9 avril 2024 – 29 avril 2025 : une année jour pour jour depuis le renouvellement de l’exécutif provincial au Kasaï Central. Alors que cette transition politique suscitait de nombreux espoirs, une question s’impose désormais : que peuvent encore accomplir le gouvernement provincial et l’Assemblée provinciale pour impulser un véritable développement local ?
Recentrer l’action politique sur les vraies priorités
Dans une province confrontée à de nombreux défis socio-économiques, la population attend des signaux clairs en matière de développement et de bonne gouvernance. Des voix de plus en plus insistantes, notamment au sein de la société civile, rappellent aux autorités provinciales — exécutif comme députés — leurs responsabilités fondamentales.
Parmi les priorités, deux enjeux cruciaux reviennent avec insistance : la mobilisation des ressources propres et la réorientation du débat politique** vers des problématiques locales concrètes.
Un cadre légal souvent ignoré
Conformément à l’article 204 de la Constitution, les provinces jouissent de compétences exclusives dans plusieurs domaines, dont la fiscalité locale. Cela inclut, entre autres, la gestion de l’impôt foncier, des revenus locatifs ou encore de la taxe sur les véhicules automoteurs. **Autant de leviers stratégiques encore largement sous-exploités** au Kasaï Central.
Des ressources négligées
Si elles étaient bien mobilisées, ces recettes fiscales permettraient de financer des infrastructures essentielles : voirie urbaine, éclairage public, écoles, centres de santé, etc.
Pourtant, nombre d’observateurs s’accordent à dire que ni le gouvernement provincial ni l’Assemblée provinciale ne se sont véritablement emparés de ces enjeux. « Il n’est pas normal que les députés provinciaux s’encombrent de dossiers relevant du gouvernement central, pendant que la régularisation des taxes locales ou la traçabilité des recettes de marché public sont ignorées », déplore un membre influent de la société civile.
Les députés provinciaux face à leurs responsabilités
Dans un système décentralisé, les députés provinciaux ne sont pas appelés à se substituer au pouvoir central.
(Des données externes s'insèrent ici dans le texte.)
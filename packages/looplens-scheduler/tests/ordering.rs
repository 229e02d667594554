//! Property tests for scheduling order over generated scripts.
//!
//! Scripts are flat sequences of prints, timers, deferred callbacks and
//! `.then` continuations, each callback printing a unique label. Some
//! deferred callbacks queue one more deferred callback while they run.

use looplens_core::SchedulerPhase;
use looplens_scheduler::generate;
use proptest::prelude::*;

#[derive(Debug, Clone)]
enum Op {
    Print,
    Timer(u64),
    Deferred,
    NestedDeferred,
    Then,
}

fn op_strategy() -> impl Strategy<Value = Op> {
    prop_oneof![
        Just(Op::Print),
        (0u64..4).prop_map(Op::Timer),
        Just(Op::Deferred),
        Just(Op::NestedDeferred),
        Just(Op::Then),
    ]
}

/// Renders the script and the output a correct scheduler must produce.
fn build(ops: &[Op]) -> (String, Vec<String>) {
    let mut source = String::new();
    let mut sync = Vec::new();
    let mut deferred = Vec::new();
    let mut queued_while_draining = Vec::new();
    let mut timers = Vec::new();

    for (index, op) in ops.iter().enumerate() {
        let label = format!("op{index}");
        match op {
            Op::Print => {
                source.push_str(&format!("console.log('{label}');\n"));
                sync.push(label);
            }
            Op::Timer(delay) => {
                source.push_str(&format!("setTimeout(() => console.log('{label}'), {delay});\n"));
                timers.push((*delay, label));
            }
            Op::Deferred => {
                source.push_str(&format!("queueMicrotask(() => console.log('{label}'));\n"));
                deferred.push(label);
            }
            Op::NestedDeferred => {
                source.push_str(&format!(
                    "queueMicrotask(() => {{ console.log('{label}'); \
                     queueMicrotask(() => console.log('{label}-nested')); }});\n"
                ));
                deferred.push(label.clone());
                queued_while_draining.push(format!("{label}-nested"));
            }
            Op::Then => {
                source.push_str(&format!("Promise.resolve().then(() => console.log('{label}'));\n"));
                deferred.push(label);
            }
        }
    }

    // Stable sort keeps registration order among equal delays.
    timers.sort_by_key(|(delay, _)| *delay);

    let mut expected = sync;
    expected.extend(deferred);
    expected.extend(queued_while_draining);
    expected.extend(timers.into_iter().map(|(_, label)| label));
    (source, expected)
}

proptest! {
    #[test]
    fn output_follows_deferred_then_delay_order(ops in prop::collection::vec(op_strategy(), 0..24)) {
        let (source, expected) = build(&ops);
        let timeline = generate(&source);
        prop_assert_eq!(timeline.final_output(), expected.as_slice());
    }

    #[test]
    fn snapshot_ids_are_dense_and_increasing(ops in prop::collection::vec(op_strategy(), 0..24)) {
        let (source, _) = build(&ops);
        let timeline = generate(&source);
        for (index, snapshot) in timeline.iter().enumerate() {
            prop_assert_eq!(snapshot.id, index);
        }
    }

    #[test]
    fn timers_never_run_while_deferred_work_waits(ops in prop::collection::vec(op_strategy(), 0..24)) {
        let (source, _) = build(&ops);
        let timeline = generate(&source);
        for snapshot in &timeline {
            if snapshot.phase == SchedulerPhase::PromotingReady {
                prop_assert!(snapshot.deferred_queue.is_empty());
            }
        }
    }

    #[test]
    fn output_only_grows(ops in prop::collection::vec(op_strategy(), 0..24)) {
        let (source, _) = build(&ops);
        let timeline = generate(&source);
        for pair in timeline.into_snapshots().windows(2) {
            prop_assert!(pair[1].output.starts_with(&pair[0].output));
        }
    }
}
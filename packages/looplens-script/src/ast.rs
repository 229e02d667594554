use std::rc::Rc;

pub struct Program {
    pub body: Vec<Stmt>,
}

#[derive(Debug, Clone, Copy, PartialEq, Eq)]
pub enum DeclKind {
    Let,
    Const,
    Var,
}

pub enum Stmt {
    Declare {
        kind: DeclKind,
        name: Rc<str>,
        init: Option<Expr>,
        line: usize,
    },
    Function(Rc<FunctionDef>),
    If {
        cond: Expr,
        then_branch: Box<Stmt>,
        else_branch: Option<Box<Stmt>>,
    },
    While {
        cond: Expr,
        body: Box<Stmt>,
    },
    For {
        init: Option<Box<Stmt>>,
        cond: Option<Expr>,
        update: Option<Expr>,
        body: Box<Stmt>,
    },
    Return(Option<Expr>),
    Break,
    Continue,
    Block(Vec<Stmt>),
    Expr(Expr),
    Empty,
}

pub struct FunctionDef {
    pub name: Option<Rc<str>>,
    pub params: Vec<Rc<str>>,
    pub body: FunctionBody,
    pub line: usize,
}

pub enum FunctionBody {
    Block(Vec<Stmt>),
    /// Arrow function with an expression body.
    Expr(Box<Expr>),
}

pub struct Expr {
    pub kind: ExprKind,
    pub line: usize,
}

#[derive(Debug, Clone, Copy, PartialEq, Eq)]
pub enum BinaryOp {
    Add,
    Sub,
    Mul,
    Div,
    Rem,
    Lt,
    Le,
    Gt,
    Ge,
    Eq,
    NotEq,
    StrictEq,
    StrictNotEq,
}

#[derive(Debug, Clone, Copy, PartialEq, Eq)]
pub enum LogicalOp {
    And,
    Or,
}

#[derive(Debug, Clone, Copy, PartialEq, Eq)]
pub enum UnaryOp {
    Not,
    Neg,
    Plus,
    TypeOf,
}

#[derive(Debug, Clone, Copy, PartialEq, Eq)]
pub enum AssignOp {
    Set,
    Add,
    Sub,
}

pub enum TemplatePart {
    Text(Rc<str>),
    Expr(Expr),
}

pub enum ExprKind {
    Number(f64),
    Str(Rc<str>),
    Template(Vec<TemplatePart>),
    Bool(bool),
    Null,
    Undefined,
    Ident(Rc<str>),
    Assign {
        target: Rc<str>,
        op: AssignOp,
        value: Box<Expr>,
    },
    Update {
        target: Rc<str>,
        increment: bool,
        prefix: bool,
    },
    Binary {
        op: BinaryOp,
        left: Box<Expr>,
        right: Box<Expr>,
    },
    Logical {
        op: LogicalOp,
        left: Box<Expr>,
        right: Box<Expr>,
    },
    Unary {
        op: UnaryOp,
        operand: Box<Expr>,
    },
    Conditional {
        cond: Box<Expr>,
        then_expr: Box<Expr>,
        else_expr: Box<Expr>,
    },
    Call {
        callee: Box<Expr>,
        args: Vec<Expr>,
    },
    Member {
        object: Box<Expr>,
        property: Rc<str>,
    },
    Function(Rc<FunctionDef>),
}

impl Expr {
    pub fn new(kind: ExprKind, line: usize) -> Self {
        Self { kind, line }
    }

    /// Short source-like rendering used in error messages.
    pub fn describe(&self) -> String {
        match &self.kind {
            ExprKind::Ident(name) => name.to_string(),
            ExprKind::Member { object, property } => format!("{}.{}", object.describe(), property),
            ExprKind::Call { callee, .. } => format!("{}(...)", callee.describe()),
            ExprKind::Function(_) => "function".to_string(),
            _ => "expression".to_string(),
        }
    }
}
Leur mission première consiste à légiférer sur les matières relevant de la province et **à exercer un contrôle rigoureux sur l’action de l’exécutif**. Cela implique notamment :
* le suivi de la gestion des ressources fiscales ;
* le contrôle de l’exécution du budget provincial ;
* et la veille à l’application des édits votés.
Plutôt que de se perdre dans des polémiques politiques ou des débats sur des compétences qui relèvent de Kinshasa, les élus gagneraient à concentrer leurs efforts sur des sujets concrets et locaux : fiscalité des activités économiques, régularisation foncière, gestion du patrimoine public, traçabilité des recettes, etc.
L’urgence d’un plan fiscal crédible
Le gouvernement Kambulu Nkonko est aujourd’hui attendu sur un terrain stratégique : celui de la mise en œuvre rapide et rigoureuse des outils juridiques à sa disposition. Parmi les actions attendues :
* Adoption d’édits fiscaux actualisés ;
* Renforcement de l’administration fiscale provinciale ;
* Numérisation des procédures de déclaration et de paiement ;
* Redevabilité sur l’affectation des recettes collectées.
Il est plus que temps de passer des discours aux actes, pendant que l’Assemblée provinciale joue pleinement son rôle de vigie démocratique.
Une responsabilité commune, une exigence citoyenne
« Le développement du Kasaï Central ne viendra ni de Kinshasa, ni des bailleurs internationaux, si les autorités provinciales elles-mêmes ne démontrent pas leur capacité à mobiliser et à gérer efficacement leurs propres ressources », martèle un cadre de la société civile.
Pour répondre aux attentes pressantes de la population, il est indispensable que **le gouvernement provincial agisse avec efficacité, pendant que les députés assument leur rôle de contrôle, en lien avec les priorités budgétaires, fiscales et sociales du territoire.